10月の園芸Q&A

Q.  秋植え球根植物のサフランの育て方について、注意することは何でしょうか。
A.
 サフランは、ヨーロッパ南部から小アジアを原産地とする球根植物で、クロッカスの仲間。主に赤い雌しべを採取して、鎮静・鎮咳・強壮作用などの薬用や料理の色づけに用いています。
花の少ない晩秋から初冬にかけて、わずかに伸びた葉の間から淡紫色の花をつけますが、まとまって開花した花は美しく、観賞用として花壇や水栽培などに利用されています。1球から1〜6輪の花が咲き、花には3本の雄しべと、途中から3本に分かれた、細く赤い雌しべがあります。この雌しべを採取し、乾燥させて利用しています。
栽培法としては、日当たりと排水の良い場所を選び、有機質の肥料をよくすきこんだ地に、9月中旬から下旬に植えつけます。花壇に植える場合は、深さは5〜6センチ、球根の2倍程度の間隔で、植えると良いでしょう。鉢植えの場合は、5号鉢に5〜10球程度に密生すると、見事な鉢物になります。

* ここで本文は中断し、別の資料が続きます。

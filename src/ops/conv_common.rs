//! Shared validation and index helpers for the im2col convolution.
//!
//! Every backend runs [`validate_smm_conv2d`] before touching device memory
//! and hands the resulting [`SmmConv2dParams`] to its kernels, so all backends
//! agree on shapes, padding arithmetic and buffer offsets.

use crate::algorithm::{ColumnLayout, output_extent};
use crate::dtype::DType;
use crate::error::{Error, Result};
use crate::ops::{Conv2dArgs, PaddingMode};
use crate::runtime::{Device, Runtime};
use crate::tensor::Tensor;

const OP: &str = "smm_conv2d";

/// Logical view of a convolution input shape, `[N, C, H, W]` or `[C, H, W]`.
#[derive(Debug, Clone, Copy, PartialEq, Eq)]
pub struct ConvShape {
    batch: Option<usize>,
    channels: usize,
    height: usize,
    width: usize,
}

impl ConvShape {
    /// Interpret a rank-3 (unbatched) or rank-4 (batched) input shape.
    pub fn from_input(shape: &[usize]) -> Result<Self> {
        match *shape {
            [n, c, h, w] => Ok(Self {
                batch: Some(n),
                channels: c,
                height: h,
                width: w,
            }),
            [c, h, w] => Ok(Self {
                batch: None,
                channels: c,
                height: h,
                width: w,
            }),
            _ => Err(Error::invalid_argument(
                "input",
                format!("{OP} expects 3D or 4D input, got {}D", shape.len()),
            )),
        }
    }

    /// Whether the input carries a batch dimension
    #[inline]
    pub fn is_batched(&self) -> bool {
        self.batch.is_some()
    }

    /// Number of samples; 1 for unbatched input
    #[inline]
    pub fn batch_size(&self) -> usize {
        self.batch.unwrap_or(1)
    }

    /// Channel count
    #[inline]
    pub fn channels(&self) -> usize {
        self.channels
    }

    /// Spatial height
    #[inline]
    pub fn height(&self) -> usize {
        self.height
    }

    /// Spatial width
    #[inline]
    pub fn width(&self) -> usize {
        self.width
    }
}

/// Validated parameters for one im2col convolution.
#[derive(Debug, Clone, Copy, PartialEq, Eq)]
pub struct SmmConv2dParams {
    /// Output keeps a batch dimension
    pub batched: bool,
    /// Number of samples (1 when unbatched)
    pub samples: usize,
    /// Input channels
    pub c_in: usize,
    /// Input height
    pub height: usize,
    /// Input width
    pub width: usize,
    /// Output channels
    pub c_out: usize,
    /// Kernel height
    pub kernel_h: usize,
    /// Kernel width
    pub kernel_w: usize,
    /// Zero rows added above and below
    pub pad_h: usize,
    /// Zero columns added left and right
    pub pad_w: usize,
    /// Vertical stride
    pub stride_h: usize,
    /// Horizontal stride
    pub stride_w: usize,
    /// Vertical tap spacing
    pub dilation_h: usize,
    /// Horizontal tap spacing
    pub dilation_w: usize,
    /// Output height
    pub output_h: usize,
    /// Output width
    pub output_w: usize,
}

impl SmmConv2dParams {
    /// Taps per channel, `K_h * K_w`
    #[inline]
    pub fn kernel_area(&self) -> usize {
        self.kernel_h * self.kernel_w
    }

    /// Output positions per channel, `H_out * W_out`
    #[inline]
    pub fn out_area(&self) -> usize {
        self.output_h * self.output_w
    }

    /// Layout of the intermediate column buffer
    #[inline]
    pub fn column_layout(&self) -> ColumnLayout {
        ColumnLayout::new(self.samples, self.out_area(), self.c_in, self.kernel_area())
    }

    /// Output tensor shape; rank follows the input
    pub fn output_shape(&self) -> Vec<usize> {
        if self.batched {
            vec![self.samples, self.c_out, self.output_h, self.output_w]
        } else {
            vec![self.c_out, self.output_h, self.output_w]
        }
    }

    /// Input row read by output row `out_h` at kernel row `ker_h`, if in bounds
    #[inline]
    pub fn source_row(&self, out_h: usize, ker_h: usize) -> Option<usize> {
        (out_h * self.stride_h + ker_h * self.dilation_h)
            .checked_sub(self.pad_h)
            .filter(|&h| h < self.height)
    }

    /// Input column read by output column `out_w` at kernel column `ker_w`, if in bounds
    #[inline]
    pub fn source_col(&self, out_w: usize, ker_w: usize) -> Option<usize> {
        (out_w * self.stride_w + ker_w * self.dilation_w)
            .checked_sub(self.pad_w)
            .filter(|&w| w < self.width)
    }

    /// Offset of `input[sample, channel, h, w]` in a contiguous input
    #[inline]
    pub fn input_index(&self, sample: usize, channel: usize, h: usize, w: usize) -> usize {
        ((sample * self.c_in + channel) * self.height + h) * self.width + w
    }

    /// Offset of the first weight of `out_channel` in a contiguous weight
    #[inline]
    pub fn weight_row_offset(&self, out_channel: usize) -> usize {
        out_channel * self.c_in * self.kernel_area()
    }

    /// Offset of `output[sample, out_channel, out_pos]` in the contiguous output
    #[inline]
    pub fn output_index(&self, sample: usize, out_channel: usize, out_pos: usize) -> usize {
        (sample * self.c_out + out_channel) * self.out_area() + out_pos
    }
}

fn validate_positive(value: usize, name: &'static str) -> Result<()> {
    if value == 0 {
        return Err(Error::invalid_argument(
            name,
            format!("{OP} requires {name} > 0, got 0"),
        ));
    }
    Ok(())
}

fn validate_nonzero_dim(value: usize, what: &str, arg: &'static str) -> Result<()> {
    if value == 0 {
        return Err(Error::invalid_argument(
            arg,
            format!("{OP} does not accept a zero-sized {what}"),
        ));
    }
    Ok(())
}

/// Rejects geometries whose output or column buffer cannot be addressed.
///
/// Every element count and byte size derived from the output extents must fit
/// in `isize`, the largest allocation the host can describe.
fn validate_buffer_sizes(
    samples: usize,
    c_in: usize,
    c_out: usize,
    kernel_area: usize,
    output_h: usize,
    output_w: usize,
    dtype: DType,
) -> Result<()> {
    let addressable = |elems: Option<usize>| {
        elems
            .and_then(|n| n.checked_mul(dtype.size_in_bytes()))
            .is_some_and(|bytes| bytes <= isize::MAX as usize)
    };

    let out_area = output_h.checked_mul(output_w);
    let output_len = out_area
        .and_then(|a| a.checked_mul(samples))
        .and_then(|n| n.checked_mul(c_out));
    let column_len = out_area
        .and_then(|a| a.checked_mul(samples))
        .and_then(|n| n.checked_mul(c_in))
        .and_then(|n| n.checked_mul(kernel_area));

    if !addressable(output_len) {
        return Err(Error::invalid_argument(
            "output_size",
            format!(
                "{OP} output of {samples}x{c_out}x{output_h}x{output_w} {dtype} elements \
                 is not addressable"
            ),
        ));
    }
    if !addressable(column_len) {
        return Err(Error::invalid_argument(
            "output_size",
            format!(
                "{OP} column buffer of {samples}x{output_h}x{output_w}x{c_in}x{kernel_area} \
                 {dtype} elements is not addressable"
            ),
        ));
    }
    Ok(())
}

/// Validates arguments and derives the parameters of an im2col convolution.
///
/// Checks run in a fixed order and stop at the first failure, so a call with
/// an unsupported padding mode or group count fails on that even when other
/// arguments are also wrong.
pub fn validate_smm_conv2d(
    input_shape: &[usize],
    weight_shape: &[usize],
    bias_shape: Option<&[usize]>,
    args: &Conv2dArgs,
    input_dtype: DType,
    weight_dtype: DType,
    bias_dtype: Option<DType>,
) -> Result<SmmConv2dParams> {
    if args.padding_mode != PaddingMode::Zeros {
        return Err(Error::invalid_argument(
            "padding_mode",
            format!(
                "{OP} only supports zero padding, got '{}'",
                args.padding_mode.name()
            ),
        ));
    }
    if args.groups != 1 {
        return Err(Error::invalid_argument(
            "groups",
            format!("{OP} requires groups == 1, got {}", args.groups),
        ));
    }

    validate_positive(args.stride.0, "stride_h")?;
    validate_positive(args.stride.1, "stride_w")?;
    validate_positive(args.dilation.0, "dilation_h")?;
    validate_positive(args.dilation.1, "dilation_w")?;

    let input = ConvShape::from_input(input_shape)?;
    let [c_out, weight_c_in, kernel_h, kernel_w] = *weight_shape else {
        return Err(Error::invalid_argument(
            "weight",
            format!("{OP} expects 4D weight, got {}D", weight_shape.len()),
        ));
    };
    if let Some(b_shape) = bias_shape
        && (b_shape.len() != 1 || b_shape[0] != c_out)
    {
        return Err(Error::invalid_argument(
            "bias",
            format!("{OP} bias should have shape [{c_out}], got {b_shape:?}"),
        ));
    }

    validate_nonzero_dim(input.batch_size(), "batch", "input")?;
    validate_nonzero_dim(input.channels(), "input channel axis", "input")?;
    validate_nonzero_dim(input.height(), "input height", "input")?;
    validate_nonzero_dim(input.width(), "input width", "input")?;
    validate_nonzero_dim(c_out, "output channel axis", "weight")?;
    validate_nonzero_dim(kernel_h, "kernel height", "weight")?;
    validate_nonzero_dim(kernel_w, "kernel width", "weight")?;

    if weight_c_in != input.channels() {
        return Err(Error::invalid_argument(
            "weight",
            format!(
                "{OP} weight.shape[1] should be C_in = {}, got {weight_c_in}",
                input.channels()
            ),
        ));
    }

    if !input_dtype.is_float() {
        return Err(Error::unsupported_dtype(input_dtype, OP));
    }
    for other in std::iter::once(weight_dtype).chain(bias_dtype) {
        if other != input_dtype {
            return Err(Error::DTypeMismatch {
                lhs: input_dtype,
                rhs: other,
            });
        }
    }

    let (pad_h, pad_w) = args.padding;
    let (stride_h, stride_w) = args.stride;
    let (dilation_h, dilation_w) = args.dilation;
    let extent = |input: usize, kernel: usize, pad: usize, dilation: usize, stride: usize, axis| {
        output_extent(input, kernel, pad, dilation, stride).ok_or_else(|| {
            Error::invalid_argument(
                "output_size",
                format!(
                    "{OP} output {axis} would be non-positive: input {input}, kernel {kernel}, \
                     padding {pad}, dilation {dilation}, stride {stride}"
                ),
            )
        })
    };
    let output_h = extent(input.height(), kernel_h, pad_h, dilation_h, stride_h, "height")?;
    let output_w = extent(input.width(), kernel_w, pad_w, dilation_w, stride_w, "width")?;
    validate_buffer_sizes(
        input.batch_size(),
        input.channels(),
        c_out,
        kernel_h * kernel_w,
        output_h,
        output_w,
        input_dtype,
    )?;

    Ok(SmmConv2dParams {
        batched: input.is_batched(),
        samples: input.batch_size(),
        c_in: input.channels(),
        height: input.height(),
        width: input.width(),
        c_out,
        kernel_h,
        kernel_w,
        pad_h,
        pad_w,
        stride_h,
        stride_w,
        dilation_h,
        dilation_w,
        output_h,
        output_w,
    })
}

/// Validates that every operand lives on `device`.
pub fn validate_same_device<R: Runtime>(
    device: &R::Device,
    input: &Tensor<R>,
    weight: &Tensor<R>,
    bias: Option<&Tensor<R>>,
) -> Result<()> {
    let on_device = |t: &Tensor<R>| t.device().is_same(device);
    if on_device(input) && on_device(weight) && bias.is_none_or(on_device) {
        Ok(())
    } else {
        Err(Error::DeviceMismatch)
    }
}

水栽培は、専用の容器に、出来るだけ大きな球根を選んで、球根の底部すれすれに接するくらいに水を入れ、発根するまでは暗所に置きます。根が伸びてきたら、根の半分が浸る程度の水位に調節し、明所に置きます。芽が伸びてきたら、窓際などの明るい場所に移します。

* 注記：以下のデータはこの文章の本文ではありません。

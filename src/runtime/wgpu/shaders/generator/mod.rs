//! WGSL shader generation
//!
//! WGSL has no templates, so shader source is generated per dtype. The
//! convolution shaders also bake their work-group shape into the source,
//! since `@workgroup_size` must be a constant.
//!
//! ```text
//! generate_smm_columns_shader(DType::F32, [9, 1, 1])  → column builder, 9 taps per group
//! generate_smm_gemm_shader(DType::F32, [16, 16, 1])   → GEMM, 16x16 outputs per group
//! ```
//!
//! Modules are cached in the pipeline cache under a name encoding both.

pub mod common;
pub mod smm;

pub use common::{is_wgsl_float, wgsl_type};
pub use smm::{
    COLUMNS_ENTRY, GEMM_ENTRY, generate_smm_columns_shader, generate_smm_gemm_shader,
};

花後5月になり、葉の先端が黄色に変わり始めると掘上げ、日陰の風通しの良い場所に葉を束ねて吊るし、乾燥させます。次年度、この球根を9月中旬から下旬に植え付けします。

 
シュウメイギク

11月の園芸Q&A

Q.  シクラメンの開花鉢や、新しい株を手に入れるときの、留意点や、管理上の注意について教えてください。
A.
 葉の数が多く硬くしまった株が、良い株です。株全体を手のひらで触ってみて判断するのも良いことです。葉が大きくなりすぎたものや、徒長して葉数が少ないものは、避けるようにします。蕾の数の多いものが良く、葉の上にある蕾のほか、葉の中にある小さな蕾も多ければ長く楽しめますので、蕾を良く見ましょう。また、葉の茎の太いものが良く、株の中心部にがっしりした太い花の茎がたくさんでているものを選びましょう。そして、病気のないものを選びましょう。花の茎が病気におかされ、べとべとしていたり、株元がぐらついたり、葉がしおれているものは避けます。

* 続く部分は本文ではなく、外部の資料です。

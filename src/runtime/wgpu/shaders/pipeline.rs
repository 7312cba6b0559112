//! WGSL compute pipeline infrastructure
//!
//! Shader modules and pipelines are cached by name. Work-group sizes are
//! baked into the generated WGSL, so a name covers one `(dtype, shape)`.

use parking_lot::Mutex;
use std::collections::HashMap;
use std::sync::Arc;
use wgpu::{
    BindGroup, BindGroupDescriptor, BindGroupEntry, BindGroupLayout, BindGroupLayoutDescriptor,
    BindGroupLayoutEntry, BindingType, Buffer, BufferBindingType, ComputePipeline,
    ComputePipelineDescriptor, Device, PipelineLayoutDescriptor, ShaderModule,
    ShaderModuleDescriptor, ShaderSource, ShaderStages,
};

// ============================================================================
// Pipeline Cache
// ============================================================================

/// Cache for shader modules, compute pipelines and bind group layouts
pub struct PipelineCache {
    device: Arc<Device>,
    modules: Mutex<HashMap<String, Arc<ShaderModule>>>,
    pipelines: Mutex<HashMap<(String, &'static str), Arc<ComputePipeline>>>,
    layouts: Mutex<HashMap<LayoutKey, Arc<BindGroupLayout>>>,
}

/// Key for bind group layout cache
///
/// Storage buffers take bindings `0..num_storage_buffers`, uniforms follow.
#[derive(Clone, Copy, Debug, PartialEq, Eq, Hash)]
pub struct LayoutKey {
    /// Number of storage buffers in the layout
    pub num_storage_buffers: u32,
    /// Number of uniform buffers in the layout
    pub num_uniform_buffers: u32,
}

impl PipelineCache {
    /// Create a new pipeline cache
    pub fn new(device: Arc<Device>) -> Self {
        Self {
            device,
            modules: Mutex::new(HashMap::new()),
            pipelines: Mutex::new(HashMap::new()),
            layouts: Mutex::new(HashMap::new()),
        }
    }

    /// Get or create a shader module
    pub fn get_or_create_module(&self, name: &str, source: &str) -> Arc<ShaderModule> {
        let mut modules = self.modules.lock();
        if let Some(module) = modules.get(name) {
            return module.clone();
        }

        log::debug!("compiling WGSL module {name}");
        let module = Arc::new(self.device.create_shader_module(ShaderModuleDescriptor {
            label: Some(name),
            source: ShaderSource::Wgsl(source.into()),
        }));
        modules.insert(name.to_string(), module.clone());
        module
    }

    /// Get or create a compute pipeline
    pub fn get_or_create_pipeline(
        &self,
        shader_name: &str,
        entry_point: &'static str,
        module: &ShaderModule,
        layout: &BindGroupLayout,
    ) -> Arc<ComputePipeline> {
        let key = (shader_name.to_string(), entry_point);
        let mut pipelines = self.pipelines.lock();

        if let Some(pipeline) = pipelines.get(&key) {
            return pipeline.clone();
        }

        let pipeline_layout = self
            .device
            .create_pipeline_layout(&PipelineLayoutDescriptor {
                label: Some(&format!("{}_layout", shader_name)),
                bind_group_layouts: &[layout],
                immediate_size: 0,
            });

        let pipeline = Arc::new(
            self.device
                .create_compute_pipeline(&ComputePipelineDescriptor {
                    label: Some(&format!("{}_{}", shader_name, entry_point)),
                    layout: Some(&pipeline_layout),
                    module,
                    entry_point: Some(entry_point),
                    compilation_options: Default::default(),
                    cache: None,
                }),
        );
        pipelines.insert(key, pipeline.clone());
        pipeline
    }

    /// Get or create a bind group layout
    pub fn get_or_create_layout(&self, key: LayoutKey) -> Arc<BindGroupLayout> {
        let mut layouts = self.layouts.lock();

        if let Some(layout) = layouts.get(&key) {
            return layout.clone();
        }

        let storage = (0..key.num_storage_buffers).map(|i| BindGroupLayoutEntry {
            binding: i,
            visibility: ShaderStages::COMPUTE,
            ty: BindingType::Buffer {
                ty: BufferBindingType::Storage { read_only: false },
                has_dynamic_offset: false,
                min_binding_size: None,
            },
            count: None,
        });
        let uniform = (0..key.num_uniform_buffers).map(|i| BindGroupLayoutEntry {
            binding: key.num_storage_buffers + i,
            visibility: ShaderStages::COMPUTE,
            ty: BindingType::Buffer {
                ty: BufferBindingType::Uniform,
                has_dynamic_offset: false,
                min_binding_size: None,
            },
            count: None,
        });
        let entries: Vec<_> = storage.chain(uniform).collect();

        let layout = Arc::new(
            self.device
                .create_bind_group_layout(&BindGroupLayoutDescriptor {
                    label: Some("smmconv_layout"),
                    entries: &entries,
                }),
        );
        layouts.insert(key, layout.clone());
        layout
    }

    /// Create a bind group binding `buffers` in order
    pub fn create_bind_group(&self, layout: &BindGroupLayout, buffers: &[&Buffer]) -> BindGroup {
        let entries: Vec<BindGroupEntry> = buffers
            .iter()
            .enumerate()
            .map(|(i, buffer)| BindGroupEntry {
                binding: i as u32,
                resource: buffer.as_entire_binding(),
            })
            .collect();

        self.device.create_bind_group(&BindGroupDescriptor {
            label: Some("compute_bind_group"),
            layout,
            entries: &entries,
        })
    }

    /// Get device reference
    pub fn device(&self) -> &Device {
        &self.device
    }
}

育てる時の留意点として、寒さは、凍らない程度であれば大丈夫で、室内のなるべく昼夜の温度差の少ない場所が良いでしょう。しかし、20℃を超える室内は避けます。日中は出来るだけガラス越しに日が当たるような場所に置き、時々移動させます。
鉢土が乾くと葉がしおれるので、その直前に十分水やりをすることです。
3〜4日に1回ぐらいが理想的ですが、冬越しは生育期間でないので、水のやりすぎは禁物です。
水やりは、土が乾いたらたっぷり与えましょう。葉の上から水をやると球根の上の方の部分に水がかかり、株をいためます。その他シクラメンのスタミナ維持のため、咲き終わった花はこまめに抜き取るようにします。